#### Problem
Copy exactly, please, the lines of the data from its start through the line containing "first discovery wins.".

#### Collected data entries
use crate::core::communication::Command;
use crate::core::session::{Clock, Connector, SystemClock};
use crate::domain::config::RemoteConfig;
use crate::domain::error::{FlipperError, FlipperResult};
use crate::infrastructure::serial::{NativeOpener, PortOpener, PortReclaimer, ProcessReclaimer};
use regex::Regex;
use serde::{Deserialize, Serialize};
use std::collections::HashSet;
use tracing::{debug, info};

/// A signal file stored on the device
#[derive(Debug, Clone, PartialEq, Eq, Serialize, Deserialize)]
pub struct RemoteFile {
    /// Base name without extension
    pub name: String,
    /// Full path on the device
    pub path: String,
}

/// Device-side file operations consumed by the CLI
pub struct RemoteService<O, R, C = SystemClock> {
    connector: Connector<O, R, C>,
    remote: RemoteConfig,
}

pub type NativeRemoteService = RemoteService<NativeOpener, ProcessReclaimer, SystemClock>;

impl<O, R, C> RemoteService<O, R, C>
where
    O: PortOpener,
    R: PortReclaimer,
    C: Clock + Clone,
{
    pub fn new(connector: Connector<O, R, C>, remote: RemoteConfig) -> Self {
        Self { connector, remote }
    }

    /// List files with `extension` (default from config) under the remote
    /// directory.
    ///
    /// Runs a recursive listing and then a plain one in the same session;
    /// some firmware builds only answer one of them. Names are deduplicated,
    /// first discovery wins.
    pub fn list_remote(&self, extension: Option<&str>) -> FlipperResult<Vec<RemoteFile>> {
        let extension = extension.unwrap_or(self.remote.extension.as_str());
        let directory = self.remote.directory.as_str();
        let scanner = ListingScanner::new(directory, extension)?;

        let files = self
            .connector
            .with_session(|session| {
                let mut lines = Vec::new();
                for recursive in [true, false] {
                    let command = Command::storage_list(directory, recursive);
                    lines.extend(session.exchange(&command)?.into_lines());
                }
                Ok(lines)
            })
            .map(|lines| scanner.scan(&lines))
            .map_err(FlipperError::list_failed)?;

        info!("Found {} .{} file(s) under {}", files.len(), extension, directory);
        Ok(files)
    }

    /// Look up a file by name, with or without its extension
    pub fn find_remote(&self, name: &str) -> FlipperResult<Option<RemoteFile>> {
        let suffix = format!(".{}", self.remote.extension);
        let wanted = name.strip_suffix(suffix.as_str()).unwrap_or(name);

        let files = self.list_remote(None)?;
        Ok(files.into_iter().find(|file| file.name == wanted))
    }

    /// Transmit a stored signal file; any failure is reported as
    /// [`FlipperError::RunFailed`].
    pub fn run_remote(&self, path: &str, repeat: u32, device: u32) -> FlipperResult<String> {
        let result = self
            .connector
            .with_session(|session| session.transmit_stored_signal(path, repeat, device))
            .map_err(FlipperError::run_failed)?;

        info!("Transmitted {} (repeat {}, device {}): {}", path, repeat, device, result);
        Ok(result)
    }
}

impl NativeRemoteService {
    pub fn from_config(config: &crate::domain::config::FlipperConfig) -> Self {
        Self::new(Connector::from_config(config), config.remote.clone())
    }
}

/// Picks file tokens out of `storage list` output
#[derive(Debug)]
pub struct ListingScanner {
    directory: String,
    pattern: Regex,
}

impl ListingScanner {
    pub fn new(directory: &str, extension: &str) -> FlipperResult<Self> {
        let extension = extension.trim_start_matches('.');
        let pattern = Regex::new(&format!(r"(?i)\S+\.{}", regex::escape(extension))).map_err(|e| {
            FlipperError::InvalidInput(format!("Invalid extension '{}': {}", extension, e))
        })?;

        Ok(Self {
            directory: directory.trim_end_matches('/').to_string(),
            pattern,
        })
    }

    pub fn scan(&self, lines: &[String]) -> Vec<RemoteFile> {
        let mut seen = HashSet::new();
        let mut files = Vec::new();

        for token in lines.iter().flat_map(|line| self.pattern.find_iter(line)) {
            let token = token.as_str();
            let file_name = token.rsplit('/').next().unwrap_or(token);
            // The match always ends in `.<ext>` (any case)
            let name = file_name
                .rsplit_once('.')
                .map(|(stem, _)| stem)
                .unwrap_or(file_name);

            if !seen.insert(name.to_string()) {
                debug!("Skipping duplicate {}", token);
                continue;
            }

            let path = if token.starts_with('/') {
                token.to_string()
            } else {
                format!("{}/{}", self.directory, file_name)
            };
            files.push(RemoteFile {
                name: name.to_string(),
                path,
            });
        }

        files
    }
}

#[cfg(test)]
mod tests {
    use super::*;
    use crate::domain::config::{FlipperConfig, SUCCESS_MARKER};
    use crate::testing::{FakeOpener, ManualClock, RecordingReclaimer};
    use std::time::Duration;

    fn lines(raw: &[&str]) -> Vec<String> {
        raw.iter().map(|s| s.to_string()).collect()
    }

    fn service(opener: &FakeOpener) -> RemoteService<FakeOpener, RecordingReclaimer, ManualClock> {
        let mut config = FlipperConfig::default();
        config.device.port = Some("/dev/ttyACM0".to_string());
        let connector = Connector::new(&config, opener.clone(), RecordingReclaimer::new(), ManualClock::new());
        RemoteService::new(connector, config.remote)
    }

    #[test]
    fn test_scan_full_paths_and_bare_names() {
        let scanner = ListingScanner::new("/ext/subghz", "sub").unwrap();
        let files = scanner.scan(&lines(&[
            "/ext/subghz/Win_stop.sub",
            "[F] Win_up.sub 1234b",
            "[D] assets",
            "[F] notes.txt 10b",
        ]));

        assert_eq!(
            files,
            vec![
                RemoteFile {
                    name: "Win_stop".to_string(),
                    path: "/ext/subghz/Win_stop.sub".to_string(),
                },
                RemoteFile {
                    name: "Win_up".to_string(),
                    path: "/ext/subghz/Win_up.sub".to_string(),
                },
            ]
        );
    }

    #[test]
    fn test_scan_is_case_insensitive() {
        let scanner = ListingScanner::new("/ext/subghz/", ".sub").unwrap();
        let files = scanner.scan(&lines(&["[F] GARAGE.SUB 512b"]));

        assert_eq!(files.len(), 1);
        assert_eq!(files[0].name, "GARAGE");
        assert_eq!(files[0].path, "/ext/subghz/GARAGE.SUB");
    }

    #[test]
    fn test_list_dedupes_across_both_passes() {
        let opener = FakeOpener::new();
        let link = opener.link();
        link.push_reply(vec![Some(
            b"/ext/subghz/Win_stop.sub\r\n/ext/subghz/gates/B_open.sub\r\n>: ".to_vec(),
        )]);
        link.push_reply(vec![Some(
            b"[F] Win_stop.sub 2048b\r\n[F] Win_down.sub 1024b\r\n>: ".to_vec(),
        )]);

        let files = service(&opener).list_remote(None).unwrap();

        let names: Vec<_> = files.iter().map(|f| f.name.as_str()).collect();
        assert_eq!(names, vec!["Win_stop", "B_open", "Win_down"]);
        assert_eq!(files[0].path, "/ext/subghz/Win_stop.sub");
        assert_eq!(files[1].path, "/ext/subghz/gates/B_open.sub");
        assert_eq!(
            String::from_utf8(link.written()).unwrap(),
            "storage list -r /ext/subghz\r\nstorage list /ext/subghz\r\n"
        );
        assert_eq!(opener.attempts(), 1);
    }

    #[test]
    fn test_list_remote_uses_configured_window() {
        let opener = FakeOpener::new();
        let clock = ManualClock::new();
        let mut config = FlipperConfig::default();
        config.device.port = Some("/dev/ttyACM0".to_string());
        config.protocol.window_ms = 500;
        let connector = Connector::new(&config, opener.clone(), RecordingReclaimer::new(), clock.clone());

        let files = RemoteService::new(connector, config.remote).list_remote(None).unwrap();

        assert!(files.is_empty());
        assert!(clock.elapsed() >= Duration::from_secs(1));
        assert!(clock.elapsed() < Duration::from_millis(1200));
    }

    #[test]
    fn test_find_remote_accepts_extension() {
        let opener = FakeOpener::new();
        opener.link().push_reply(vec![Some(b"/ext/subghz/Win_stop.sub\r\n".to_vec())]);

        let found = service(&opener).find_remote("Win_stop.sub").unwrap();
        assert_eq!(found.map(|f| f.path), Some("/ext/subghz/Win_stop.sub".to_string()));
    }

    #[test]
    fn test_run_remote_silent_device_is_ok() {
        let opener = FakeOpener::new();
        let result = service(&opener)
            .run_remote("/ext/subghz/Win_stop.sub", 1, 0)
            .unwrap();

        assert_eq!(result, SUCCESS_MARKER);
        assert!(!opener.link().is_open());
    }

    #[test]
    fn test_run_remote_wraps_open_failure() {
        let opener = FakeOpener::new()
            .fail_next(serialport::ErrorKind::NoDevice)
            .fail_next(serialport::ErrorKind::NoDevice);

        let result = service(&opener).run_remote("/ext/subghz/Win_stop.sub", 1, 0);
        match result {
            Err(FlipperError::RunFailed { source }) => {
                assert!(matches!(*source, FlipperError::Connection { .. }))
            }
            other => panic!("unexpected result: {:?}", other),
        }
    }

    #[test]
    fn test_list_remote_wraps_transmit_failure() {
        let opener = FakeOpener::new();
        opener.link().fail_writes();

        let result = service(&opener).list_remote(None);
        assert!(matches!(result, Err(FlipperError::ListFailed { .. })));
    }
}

#### Response for this exercise
use crate::core::communication::Command;
use crate::core::session::{Clock, Connector, SystemClock};
use crate::domain::config::RemoteConfig;
use crate::domain::error::{FlipperError, FlipperResult};
use crate::infrastructure::serial::{NativeOpener, PortOpener, PortReclaimer, ProcessReclaimer};
use regex::Regex;
use serde::{Deserialize, Serialize};
use std::collections::HashSet;
use tracing::{debug, info};

/// A signal file stored on the device
#[derive(Debug, Clone, PartialEq, Eq, Serialize, Deserialize)]
pub struct RemoteFile {
    /// Base name without extension
    pub name: String,
    /// Full path on the device
    pub path: String,
}

/// Device-side file operations consumed by the CLI
pub struct RemoteService<O, R, C = SystemClock> {
    connector: Connector<O, R, C>,
    remote: RemoteConfig,
}

pub type NativeRemoteService = RemoteService<NativeOpener, ProcessReclaimer, SystemClock>;

impl<O, R, C> RemoteService<O, R, C>
where
    O: PortOpener,
    R: PortReclaimer,
    C: Clock + Clone,
{
    pub fn new(connector: Connector<O, R, C>, remote: RemoteConfig) -> Self {
        Self { connector, remote }
    }

    /// List files with `extension` (default from config) under the remote
    /// directory.
    ///
    /// Runs a recursive listing and then a plain one in the same session;
    /// some firmware builds only answer one of them. Names are deduplicated,
    /// first discovery wins.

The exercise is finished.